[ACTION ITEM] The lines below that include the word "while" are to be reported.

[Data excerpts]
==================================================
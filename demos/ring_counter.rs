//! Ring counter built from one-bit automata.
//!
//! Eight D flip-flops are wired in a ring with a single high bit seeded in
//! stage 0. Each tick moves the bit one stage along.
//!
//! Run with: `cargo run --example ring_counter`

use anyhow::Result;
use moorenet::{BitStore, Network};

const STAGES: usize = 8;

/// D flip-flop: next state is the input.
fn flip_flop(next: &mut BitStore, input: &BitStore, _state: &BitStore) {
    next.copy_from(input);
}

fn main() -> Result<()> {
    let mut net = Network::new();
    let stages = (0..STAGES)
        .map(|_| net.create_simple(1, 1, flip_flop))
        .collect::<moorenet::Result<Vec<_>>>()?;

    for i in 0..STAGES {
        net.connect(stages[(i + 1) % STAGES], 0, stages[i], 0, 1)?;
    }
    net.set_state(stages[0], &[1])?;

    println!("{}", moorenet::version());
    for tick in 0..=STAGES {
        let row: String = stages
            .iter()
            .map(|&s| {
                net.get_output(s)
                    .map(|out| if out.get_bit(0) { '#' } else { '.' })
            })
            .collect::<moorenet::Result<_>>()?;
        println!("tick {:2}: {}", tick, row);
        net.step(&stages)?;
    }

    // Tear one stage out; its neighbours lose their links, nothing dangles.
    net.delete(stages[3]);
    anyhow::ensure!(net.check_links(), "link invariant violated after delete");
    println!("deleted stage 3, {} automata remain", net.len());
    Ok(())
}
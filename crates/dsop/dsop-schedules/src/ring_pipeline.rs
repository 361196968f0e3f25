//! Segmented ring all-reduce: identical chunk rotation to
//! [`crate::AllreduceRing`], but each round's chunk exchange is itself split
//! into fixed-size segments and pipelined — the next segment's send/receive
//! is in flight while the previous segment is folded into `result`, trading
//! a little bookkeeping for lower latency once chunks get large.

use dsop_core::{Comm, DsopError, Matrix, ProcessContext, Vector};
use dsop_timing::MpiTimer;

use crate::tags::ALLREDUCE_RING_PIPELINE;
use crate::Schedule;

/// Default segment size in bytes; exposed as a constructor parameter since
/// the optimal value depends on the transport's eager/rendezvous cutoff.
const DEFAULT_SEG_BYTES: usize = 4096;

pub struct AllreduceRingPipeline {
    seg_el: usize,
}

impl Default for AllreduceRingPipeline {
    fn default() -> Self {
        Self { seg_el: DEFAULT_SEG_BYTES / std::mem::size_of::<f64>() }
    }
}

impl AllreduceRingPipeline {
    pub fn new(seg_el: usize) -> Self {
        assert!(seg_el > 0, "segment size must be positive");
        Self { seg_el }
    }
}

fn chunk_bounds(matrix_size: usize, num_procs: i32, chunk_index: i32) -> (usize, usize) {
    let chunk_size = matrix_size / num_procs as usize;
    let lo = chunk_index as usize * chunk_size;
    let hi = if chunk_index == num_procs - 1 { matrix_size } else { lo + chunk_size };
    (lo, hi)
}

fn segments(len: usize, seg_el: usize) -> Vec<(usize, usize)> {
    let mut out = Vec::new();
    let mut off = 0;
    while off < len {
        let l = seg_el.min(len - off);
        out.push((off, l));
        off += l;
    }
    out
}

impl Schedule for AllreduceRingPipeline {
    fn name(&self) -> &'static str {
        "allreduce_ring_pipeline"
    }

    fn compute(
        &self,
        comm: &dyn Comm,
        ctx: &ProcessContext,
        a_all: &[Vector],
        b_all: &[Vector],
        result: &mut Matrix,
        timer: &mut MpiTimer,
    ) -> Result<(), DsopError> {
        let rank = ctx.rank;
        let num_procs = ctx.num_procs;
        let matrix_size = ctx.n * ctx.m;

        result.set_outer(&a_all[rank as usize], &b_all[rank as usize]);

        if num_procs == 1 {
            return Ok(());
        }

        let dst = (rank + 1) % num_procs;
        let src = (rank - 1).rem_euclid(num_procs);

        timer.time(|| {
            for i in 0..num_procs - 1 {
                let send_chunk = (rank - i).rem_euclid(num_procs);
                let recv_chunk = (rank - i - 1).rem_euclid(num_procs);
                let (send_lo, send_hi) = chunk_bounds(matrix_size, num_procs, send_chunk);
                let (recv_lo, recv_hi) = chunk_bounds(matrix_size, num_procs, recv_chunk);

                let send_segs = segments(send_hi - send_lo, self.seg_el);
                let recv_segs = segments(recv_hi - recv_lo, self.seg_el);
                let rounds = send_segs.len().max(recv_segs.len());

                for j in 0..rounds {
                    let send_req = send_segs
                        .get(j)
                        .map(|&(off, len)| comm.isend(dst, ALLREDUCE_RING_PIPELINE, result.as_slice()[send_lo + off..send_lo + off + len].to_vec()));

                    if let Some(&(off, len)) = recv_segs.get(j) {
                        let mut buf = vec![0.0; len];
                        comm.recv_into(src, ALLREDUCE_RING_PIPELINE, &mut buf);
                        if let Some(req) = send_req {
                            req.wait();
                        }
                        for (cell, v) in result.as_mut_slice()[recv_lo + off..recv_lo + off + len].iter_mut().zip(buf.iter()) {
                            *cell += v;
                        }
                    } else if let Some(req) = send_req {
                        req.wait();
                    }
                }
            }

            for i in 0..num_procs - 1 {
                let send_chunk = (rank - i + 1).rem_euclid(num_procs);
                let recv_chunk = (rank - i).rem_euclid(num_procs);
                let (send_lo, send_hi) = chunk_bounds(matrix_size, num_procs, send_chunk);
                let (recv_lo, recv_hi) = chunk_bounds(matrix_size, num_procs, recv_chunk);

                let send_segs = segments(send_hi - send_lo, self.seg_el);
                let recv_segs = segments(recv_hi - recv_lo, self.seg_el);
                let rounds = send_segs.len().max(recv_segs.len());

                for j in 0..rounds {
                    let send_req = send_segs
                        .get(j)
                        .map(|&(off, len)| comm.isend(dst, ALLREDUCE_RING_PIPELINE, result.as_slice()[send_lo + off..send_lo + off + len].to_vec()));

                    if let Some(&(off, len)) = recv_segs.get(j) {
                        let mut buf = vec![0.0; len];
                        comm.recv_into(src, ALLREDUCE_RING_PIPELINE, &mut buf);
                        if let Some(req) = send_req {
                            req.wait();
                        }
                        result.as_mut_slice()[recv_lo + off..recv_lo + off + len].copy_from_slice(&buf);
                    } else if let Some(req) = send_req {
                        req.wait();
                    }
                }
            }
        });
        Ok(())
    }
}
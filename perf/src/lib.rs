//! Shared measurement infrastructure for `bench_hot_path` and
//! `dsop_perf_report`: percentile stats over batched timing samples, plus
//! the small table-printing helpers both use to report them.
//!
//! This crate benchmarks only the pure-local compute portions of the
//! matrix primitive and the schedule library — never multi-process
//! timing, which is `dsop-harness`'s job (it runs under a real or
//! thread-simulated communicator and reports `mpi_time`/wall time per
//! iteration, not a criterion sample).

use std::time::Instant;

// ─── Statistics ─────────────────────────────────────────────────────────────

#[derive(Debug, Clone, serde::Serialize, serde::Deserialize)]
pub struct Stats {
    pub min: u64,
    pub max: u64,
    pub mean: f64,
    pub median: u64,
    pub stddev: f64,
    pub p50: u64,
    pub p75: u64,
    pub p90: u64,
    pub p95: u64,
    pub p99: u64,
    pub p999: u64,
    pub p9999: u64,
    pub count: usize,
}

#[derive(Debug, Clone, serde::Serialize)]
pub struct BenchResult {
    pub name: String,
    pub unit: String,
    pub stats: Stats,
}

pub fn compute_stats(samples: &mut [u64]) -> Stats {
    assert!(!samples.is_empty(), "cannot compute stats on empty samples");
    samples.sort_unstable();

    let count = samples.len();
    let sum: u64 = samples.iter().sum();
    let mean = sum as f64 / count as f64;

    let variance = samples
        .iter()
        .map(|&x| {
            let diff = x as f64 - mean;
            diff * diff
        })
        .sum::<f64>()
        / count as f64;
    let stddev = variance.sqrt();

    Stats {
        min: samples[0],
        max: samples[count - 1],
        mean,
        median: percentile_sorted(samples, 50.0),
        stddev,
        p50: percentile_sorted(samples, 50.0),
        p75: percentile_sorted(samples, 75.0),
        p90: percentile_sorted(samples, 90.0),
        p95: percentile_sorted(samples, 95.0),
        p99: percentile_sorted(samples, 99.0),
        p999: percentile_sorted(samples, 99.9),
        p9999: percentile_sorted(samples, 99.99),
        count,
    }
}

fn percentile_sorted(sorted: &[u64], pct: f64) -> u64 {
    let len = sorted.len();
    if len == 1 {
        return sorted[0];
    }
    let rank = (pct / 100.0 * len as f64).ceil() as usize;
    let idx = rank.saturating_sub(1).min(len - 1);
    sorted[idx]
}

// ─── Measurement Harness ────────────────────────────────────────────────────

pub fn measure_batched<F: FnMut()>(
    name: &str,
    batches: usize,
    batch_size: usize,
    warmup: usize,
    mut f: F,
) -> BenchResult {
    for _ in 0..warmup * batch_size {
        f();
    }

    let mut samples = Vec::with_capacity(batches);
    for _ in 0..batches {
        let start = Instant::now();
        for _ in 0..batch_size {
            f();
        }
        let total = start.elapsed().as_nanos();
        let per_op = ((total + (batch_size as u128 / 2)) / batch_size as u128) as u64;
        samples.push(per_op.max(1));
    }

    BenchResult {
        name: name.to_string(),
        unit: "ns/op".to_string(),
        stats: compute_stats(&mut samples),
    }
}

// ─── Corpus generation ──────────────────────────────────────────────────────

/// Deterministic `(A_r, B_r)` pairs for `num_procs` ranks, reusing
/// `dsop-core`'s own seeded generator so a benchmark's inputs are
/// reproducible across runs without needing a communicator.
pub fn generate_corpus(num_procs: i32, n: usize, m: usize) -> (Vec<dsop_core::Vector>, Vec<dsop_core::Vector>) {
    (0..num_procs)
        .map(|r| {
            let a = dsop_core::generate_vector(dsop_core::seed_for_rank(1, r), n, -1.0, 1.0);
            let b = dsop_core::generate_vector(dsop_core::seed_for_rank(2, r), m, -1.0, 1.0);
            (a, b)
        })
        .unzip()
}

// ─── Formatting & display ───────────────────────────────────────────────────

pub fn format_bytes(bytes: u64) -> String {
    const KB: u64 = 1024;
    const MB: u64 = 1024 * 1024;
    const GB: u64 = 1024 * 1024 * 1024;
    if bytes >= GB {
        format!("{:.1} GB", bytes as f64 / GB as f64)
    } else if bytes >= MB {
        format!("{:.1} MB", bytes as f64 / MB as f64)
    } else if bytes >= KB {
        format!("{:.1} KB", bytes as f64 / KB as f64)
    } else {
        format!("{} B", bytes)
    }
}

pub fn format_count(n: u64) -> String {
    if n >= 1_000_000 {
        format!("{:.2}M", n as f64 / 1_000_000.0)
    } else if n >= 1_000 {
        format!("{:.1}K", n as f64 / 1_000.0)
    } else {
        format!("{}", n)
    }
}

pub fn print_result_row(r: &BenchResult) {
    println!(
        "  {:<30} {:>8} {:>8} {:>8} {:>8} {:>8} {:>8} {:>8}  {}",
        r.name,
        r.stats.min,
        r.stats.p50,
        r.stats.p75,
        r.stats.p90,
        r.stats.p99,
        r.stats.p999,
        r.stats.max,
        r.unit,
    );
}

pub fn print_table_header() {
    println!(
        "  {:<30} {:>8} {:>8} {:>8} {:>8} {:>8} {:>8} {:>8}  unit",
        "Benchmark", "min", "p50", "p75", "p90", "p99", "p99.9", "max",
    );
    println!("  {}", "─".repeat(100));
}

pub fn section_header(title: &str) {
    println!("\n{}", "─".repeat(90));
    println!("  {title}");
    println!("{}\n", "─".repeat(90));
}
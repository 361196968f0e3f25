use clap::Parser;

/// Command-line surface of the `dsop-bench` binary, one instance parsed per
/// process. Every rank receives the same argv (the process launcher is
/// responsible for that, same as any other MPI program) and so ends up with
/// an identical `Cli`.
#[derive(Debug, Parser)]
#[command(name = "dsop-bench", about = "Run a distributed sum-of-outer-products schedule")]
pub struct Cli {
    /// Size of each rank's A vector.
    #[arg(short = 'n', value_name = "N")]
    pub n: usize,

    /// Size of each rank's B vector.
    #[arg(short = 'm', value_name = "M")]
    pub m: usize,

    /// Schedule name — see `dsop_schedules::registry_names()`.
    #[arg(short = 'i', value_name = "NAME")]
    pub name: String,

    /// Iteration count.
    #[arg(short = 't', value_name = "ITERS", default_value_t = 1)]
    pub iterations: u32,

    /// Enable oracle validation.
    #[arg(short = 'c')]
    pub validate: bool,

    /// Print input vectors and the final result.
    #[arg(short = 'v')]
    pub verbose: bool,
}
==================================================
[WRITTEN RESPONSE]
//! is in flight while the previous segment is folded into `result`, trading
    while off < len {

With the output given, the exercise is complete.